§ The problem:
Determine how many lines of the material below include "else", and reply with that number alone.
▽
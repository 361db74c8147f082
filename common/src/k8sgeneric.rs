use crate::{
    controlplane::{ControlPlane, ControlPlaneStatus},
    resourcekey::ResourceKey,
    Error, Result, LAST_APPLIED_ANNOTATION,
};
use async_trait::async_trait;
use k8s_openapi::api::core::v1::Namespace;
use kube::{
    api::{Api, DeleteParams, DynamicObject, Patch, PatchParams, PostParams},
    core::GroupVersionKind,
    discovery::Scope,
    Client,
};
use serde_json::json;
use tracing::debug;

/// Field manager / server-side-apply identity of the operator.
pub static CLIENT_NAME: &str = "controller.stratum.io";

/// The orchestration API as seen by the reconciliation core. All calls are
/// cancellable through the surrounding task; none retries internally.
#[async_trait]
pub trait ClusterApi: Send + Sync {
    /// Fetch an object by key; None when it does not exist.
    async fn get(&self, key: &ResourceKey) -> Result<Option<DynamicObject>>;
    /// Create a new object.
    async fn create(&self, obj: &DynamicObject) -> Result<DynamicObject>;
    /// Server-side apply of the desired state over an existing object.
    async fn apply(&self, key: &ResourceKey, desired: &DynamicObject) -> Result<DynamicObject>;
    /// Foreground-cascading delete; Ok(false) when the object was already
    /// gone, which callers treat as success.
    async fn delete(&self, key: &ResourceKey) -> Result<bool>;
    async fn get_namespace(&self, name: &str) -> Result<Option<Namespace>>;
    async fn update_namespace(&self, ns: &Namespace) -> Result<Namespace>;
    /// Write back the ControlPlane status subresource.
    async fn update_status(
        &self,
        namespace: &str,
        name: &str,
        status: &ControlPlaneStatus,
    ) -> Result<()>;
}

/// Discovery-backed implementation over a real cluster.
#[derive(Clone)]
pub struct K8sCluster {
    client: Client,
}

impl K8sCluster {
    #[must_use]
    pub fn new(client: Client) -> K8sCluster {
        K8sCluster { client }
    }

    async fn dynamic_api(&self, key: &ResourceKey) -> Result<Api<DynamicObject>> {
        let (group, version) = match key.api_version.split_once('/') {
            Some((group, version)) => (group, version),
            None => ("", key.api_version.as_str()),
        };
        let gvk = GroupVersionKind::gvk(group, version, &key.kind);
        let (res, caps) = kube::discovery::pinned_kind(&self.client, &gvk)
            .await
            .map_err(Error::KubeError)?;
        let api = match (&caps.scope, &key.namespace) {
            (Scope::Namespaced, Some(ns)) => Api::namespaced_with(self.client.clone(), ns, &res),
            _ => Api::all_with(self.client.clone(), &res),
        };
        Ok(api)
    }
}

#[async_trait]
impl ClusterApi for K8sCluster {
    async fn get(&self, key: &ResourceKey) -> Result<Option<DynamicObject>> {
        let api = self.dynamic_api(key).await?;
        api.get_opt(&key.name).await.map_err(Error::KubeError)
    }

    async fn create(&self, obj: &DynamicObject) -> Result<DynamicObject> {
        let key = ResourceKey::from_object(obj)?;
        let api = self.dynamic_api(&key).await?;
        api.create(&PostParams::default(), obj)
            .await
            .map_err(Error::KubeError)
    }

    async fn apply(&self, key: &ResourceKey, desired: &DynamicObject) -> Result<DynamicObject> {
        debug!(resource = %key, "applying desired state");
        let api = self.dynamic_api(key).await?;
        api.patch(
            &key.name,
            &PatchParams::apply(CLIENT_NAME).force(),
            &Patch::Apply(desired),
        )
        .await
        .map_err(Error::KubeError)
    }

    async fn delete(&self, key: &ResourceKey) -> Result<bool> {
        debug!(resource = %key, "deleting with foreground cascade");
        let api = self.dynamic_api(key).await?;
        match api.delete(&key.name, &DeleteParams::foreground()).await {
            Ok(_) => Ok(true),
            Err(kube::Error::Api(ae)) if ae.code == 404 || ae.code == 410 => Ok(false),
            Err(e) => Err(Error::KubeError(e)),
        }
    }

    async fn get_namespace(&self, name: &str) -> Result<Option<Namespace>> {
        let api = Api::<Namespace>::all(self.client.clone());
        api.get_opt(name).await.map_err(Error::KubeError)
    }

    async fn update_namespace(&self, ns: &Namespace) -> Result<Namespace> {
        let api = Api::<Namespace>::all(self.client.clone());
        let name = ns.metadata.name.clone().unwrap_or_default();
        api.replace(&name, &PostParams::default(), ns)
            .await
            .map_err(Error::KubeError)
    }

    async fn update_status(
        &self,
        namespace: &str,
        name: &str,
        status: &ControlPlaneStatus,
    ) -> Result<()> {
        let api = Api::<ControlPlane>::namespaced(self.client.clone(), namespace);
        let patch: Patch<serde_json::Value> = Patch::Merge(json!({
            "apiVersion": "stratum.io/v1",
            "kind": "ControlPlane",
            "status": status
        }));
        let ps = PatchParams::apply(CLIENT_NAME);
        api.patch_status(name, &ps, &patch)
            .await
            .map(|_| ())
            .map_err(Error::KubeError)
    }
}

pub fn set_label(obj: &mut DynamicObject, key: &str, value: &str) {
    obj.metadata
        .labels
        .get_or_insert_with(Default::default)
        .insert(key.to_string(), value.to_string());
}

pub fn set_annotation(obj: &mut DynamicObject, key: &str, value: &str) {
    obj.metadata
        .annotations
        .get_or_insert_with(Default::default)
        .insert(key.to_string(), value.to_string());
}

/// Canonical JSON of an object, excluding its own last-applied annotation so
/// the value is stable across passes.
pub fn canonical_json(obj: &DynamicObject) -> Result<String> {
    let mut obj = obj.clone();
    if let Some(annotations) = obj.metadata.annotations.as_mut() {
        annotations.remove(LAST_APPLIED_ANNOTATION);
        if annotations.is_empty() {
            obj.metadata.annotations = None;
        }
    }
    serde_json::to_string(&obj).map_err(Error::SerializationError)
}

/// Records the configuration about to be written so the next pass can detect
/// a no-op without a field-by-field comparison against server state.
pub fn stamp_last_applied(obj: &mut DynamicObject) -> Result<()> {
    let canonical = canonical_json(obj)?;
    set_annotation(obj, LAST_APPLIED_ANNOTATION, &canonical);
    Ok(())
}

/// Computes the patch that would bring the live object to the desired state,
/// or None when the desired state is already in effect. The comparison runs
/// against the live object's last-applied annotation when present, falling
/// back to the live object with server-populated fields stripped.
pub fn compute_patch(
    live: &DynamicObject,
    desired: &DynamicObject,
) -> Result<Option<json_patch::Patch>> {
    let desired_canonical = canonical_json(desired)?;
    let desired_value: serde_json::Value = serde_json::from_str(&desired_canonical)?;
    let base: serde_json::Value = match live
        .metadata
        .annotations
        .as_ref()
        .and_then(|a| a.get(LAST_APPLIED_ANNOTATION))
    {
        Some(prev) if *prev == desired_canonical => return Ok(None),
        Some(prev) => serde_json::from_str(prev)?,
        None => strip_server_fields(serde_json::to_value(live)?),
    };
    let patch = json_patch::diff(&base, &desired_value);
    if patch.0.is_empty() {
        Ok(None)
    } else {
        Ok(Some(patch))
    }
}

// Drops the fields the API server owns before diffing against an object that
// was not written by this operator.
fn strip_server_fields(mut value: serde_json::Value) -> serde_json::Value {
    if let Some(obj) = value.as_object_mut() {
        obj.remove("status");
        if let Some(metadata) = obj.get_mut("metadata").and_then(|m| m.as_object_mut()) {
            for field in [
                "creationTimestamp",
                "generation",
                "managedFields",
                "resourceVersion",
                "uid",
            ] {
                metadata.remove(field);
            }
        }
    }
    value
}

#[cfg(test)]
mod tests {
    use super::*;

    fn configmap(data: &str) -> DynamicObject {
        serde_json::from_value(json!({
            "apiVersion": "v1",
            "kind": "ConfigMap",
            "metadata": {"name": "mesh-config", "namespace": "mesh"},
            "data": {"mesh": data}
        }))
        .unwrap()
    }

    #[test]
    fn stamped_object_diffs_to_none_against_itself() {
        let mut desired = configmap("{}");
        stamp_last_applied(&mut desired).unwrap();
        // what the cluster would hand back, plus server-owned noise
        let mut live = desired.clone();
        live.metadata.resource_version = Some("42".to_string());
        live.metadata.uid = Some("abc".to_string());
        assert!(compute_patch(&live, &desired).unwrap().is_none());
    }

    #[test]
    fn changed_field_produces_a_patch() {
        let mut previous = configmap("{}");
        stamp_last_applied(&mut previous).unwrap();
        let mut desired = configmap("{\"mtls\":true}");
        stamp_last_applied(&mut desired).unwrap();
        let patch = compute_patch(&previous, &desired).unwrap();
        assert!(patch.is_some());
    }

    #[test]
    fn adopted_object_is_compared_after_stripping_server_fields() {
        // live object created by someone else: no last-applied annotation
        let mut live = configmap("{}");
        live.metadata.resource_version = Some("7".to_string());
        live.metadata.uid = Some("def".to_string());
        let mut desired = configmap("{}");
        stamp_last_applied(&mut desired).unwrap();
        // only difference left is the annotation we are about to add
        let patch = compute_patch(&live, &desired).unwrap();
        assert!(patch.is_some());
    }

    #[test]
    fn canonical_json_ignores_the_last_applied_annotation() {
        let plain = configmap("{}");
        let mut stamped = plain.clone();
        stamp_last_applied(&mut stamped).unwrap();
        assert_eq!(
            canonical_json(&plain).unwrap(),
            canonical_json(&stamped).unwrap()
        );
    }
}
△
§ Answer box:
2